Structural work begins for Memphis International Airport’s modernization project
Thursday, October 10, 2019
Project on schedule to be completed in early 2021
MEMPHIS, Tenn. (October 10, 2019) – Structural work has begun on Memphis International Airport’s (MEM’s) B Concourse modernization project. With demolition complete and below grade activity nearly complete, work now involves the use of large cranes to erect and set steel beams that will serve as the framework for the new concourse design.
The recently completed demolition work consisted of removing the concourse level (i.e. roof, walls, flooring, etc.) of the Concourse B stem and southeast leg.
Construction crews are also currently in the process of completing underground utility work and a new roof has been installed on the Rotunda area. Work also continues on structural retrofits of the existing structure along with foundations for the new structure that will allow increased width and height.
The multi-year, multi-phase plan will involve the modernization of the spine and east leg of MEM’s B Concourse as well as consolidation of all airline, retail, and food/beverage businesses into the remodeled concourse. The redesign will include the addition of wider corridors, moving walkways, larger boarding areas, higher ceilings and increased natural lighting. The project will also feature much-needed seismic upgrades to the B Concourse.

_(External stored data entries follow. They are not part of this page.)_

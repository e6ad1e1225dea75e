//! Filter command - keep rows matching a leap year condition.

use leapline::LeapTable;
use leapline::analysis::{drop_duplicates, drop_missing};
use tracing::info;

use crate::cli::{FilterMode, OutputArgs, SourceArgs};

use super::{emit_table, load_input};

/// Which end of the filtered table to keep.
#[derive(Debug, Clone, Copy, Default)]
pub struct RowWindow {
    pub limit: Option<usize>,
    pub tail: Option<usize>,
}

impl RowWindow {
    fn apply(&self, table: LeapTable) -> LeapTable {
        match (self.limit, self.tail) {
            (Some(n), _) => table.head(n),
            (None, Some(n)) => table.tail(n),
            (None, None) => table,
        }
    }
}

/// Row cleaning applied before the filter.
#[derive(Debug, Clone, Copy, Default)]
pub struct Cleaning {
    pub drop_missing: bool,
    pub drop_duplicates: bool,
}

impl Cleaning {
    fn apply(&self, mut table: LeapTable) -> LeapTable {
        if self.drop_missing {
            table = drop_missing(&table);
        }
        if self.drop_duplicates {
            table = drop_duplicates(&table);
        }
        table
    }
}

pub fn run(
    source: SourceArgs,
    mode: FilterMode,
    year: Option<i64>,
    window: RowWindow,
    cleaning: Cleaning,
    output: OutputArgs,
) -> Result<(), Box<dyn std::error::Error>> {
    let filter = mode.to_filter(year)?;
    let loaded = load_input(&source)?;
    let total = loaded.table.len();

    let cleaned = cleaning.apply(loaded.table);
    let table = filter.apply(&cleaned);
    info!(
        mode = %mode,
        cleaned = cleaned.len(),
        kept = table.len(),
        total,
        "applied filter"
    );

    emit_table(&window.apply(table), &output)
}

#[cfg(test)]
mod tests {
    use super::*;
    use leapline::{RawTable, generate_sample, normalize};

    #[test]
    fn test_row_window() {
        let table = generate_sample(1900, 1909);

        let head = RowWindow { limit: Some(3), tail: None }.apply(table.clone());
        assert_eq!(head.years().collect::<Vec<_>>(), vec![1900, 1901, 1902]);

        let tail = RowWindow { limit: None, tail: Some(2) }.apply(table.clone());
        assert_eq!(tail.years().collect::<Vec<_>>(), vec![1908, 1909]);

        assert_eq!(RowWindow::default().apply(table).len(), 10);
    }

    #[test]
    fn test_cleaning() {
        let raw = RawTable::from_json(
            r#"[{"Year": 2000}, {"Year": 2000}, {"Year": "bad"}, {"Year": 2004}]"#,
        )
        .unwrap();
        let table = normalize(&raw).unwrap();

        let cleaning = Cleaning {
            drop_missing: true,
            drop_duplicates: true,
        };
        assert_eq!(
            cleaning.apply(table.clone()).years().collect::<Vec<_>>(),
            vec![2000, 2004]
        );
        assert_eq!(Cleaning::default().apply(table).len(), 4);
    }
}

MEM’s previous operational layout was ideal for hub operations. However, Delta Air Lines’ removal of its passenger transfer hub operations created a dynamic in which passengers, airlines, and retail and food businesses were spread out across three concourses. In addition, the nearly 50-year-old building was not built to modern seismic standards. Should the airport continue its passenger growth trends, additional gates will be available to accommodate more air service.
“This is an important step as the reinvention of MEM becomes a reality,” said Scott Brockman, MSCAA President and CEO. “The end result will be a revolutionary new travel experience for Memphis passengers.”
Passengers can learn more about the modernization project at www.flymemphis.com/modernization or take a virtual tour at https://goo.gl/mFdLLk.
B Concourse features:
- Higher ceilings
- Increased natural light
- Wider corridors and larger gate areas
- Additional seating
- Additional moving walkways
- Additional amenities such as additional charging stations in gate areas
- Children’s play area
- Designed to modern seismic standards
- Stage for live music in the Rotunda area
- Additional lounge areas
B Concourse construction details:
- The stem and southeast leg of the B Concourse will be completely modernized.
- The southwest leg will only be utilized for international arriving flights and will not be redesigned during the first phase of modernization.
- There will be 23 gates available to airlines once the modernization of the B Concourse is completed. These 23 gates can accommodate about 3 million enplanements, about 50% more traffic than MEM currently has.
- Continued long-term growth at MEM could facilitate another modernization phase for the west leg of the B Concourse. This section contains about 15 more gates that could increase capacity for nearly 5.5 million annual enplanements.
- The modernization project and associated enabling projects are expected to cost approximately $245 million.
- No local tax dollars will be used to fund the modernization project --the airport does not receive any local tax revenue.
- Project funding will include general airport revenue bonds, state and federal grants, passenger facility charges (PFCs) and other Authority capital funds.
After new B Concourse opens:
- Airlines will relocate to the B Concourse.
- The new B Concourse will feature new and enhanced retail and food options.
- Ticketing/check-in will continue in the A, B and C Terminals.
- Baggage claim for all airlines will be consolidated into the B baggage claim area, though the A and C baggage claim areas will remain open for passenger entrance and exit.
- Security screening is not anticipated to change and will primarily be consolidated to B, although a second security checkpoint at C will also be available for periods of heavy traffic.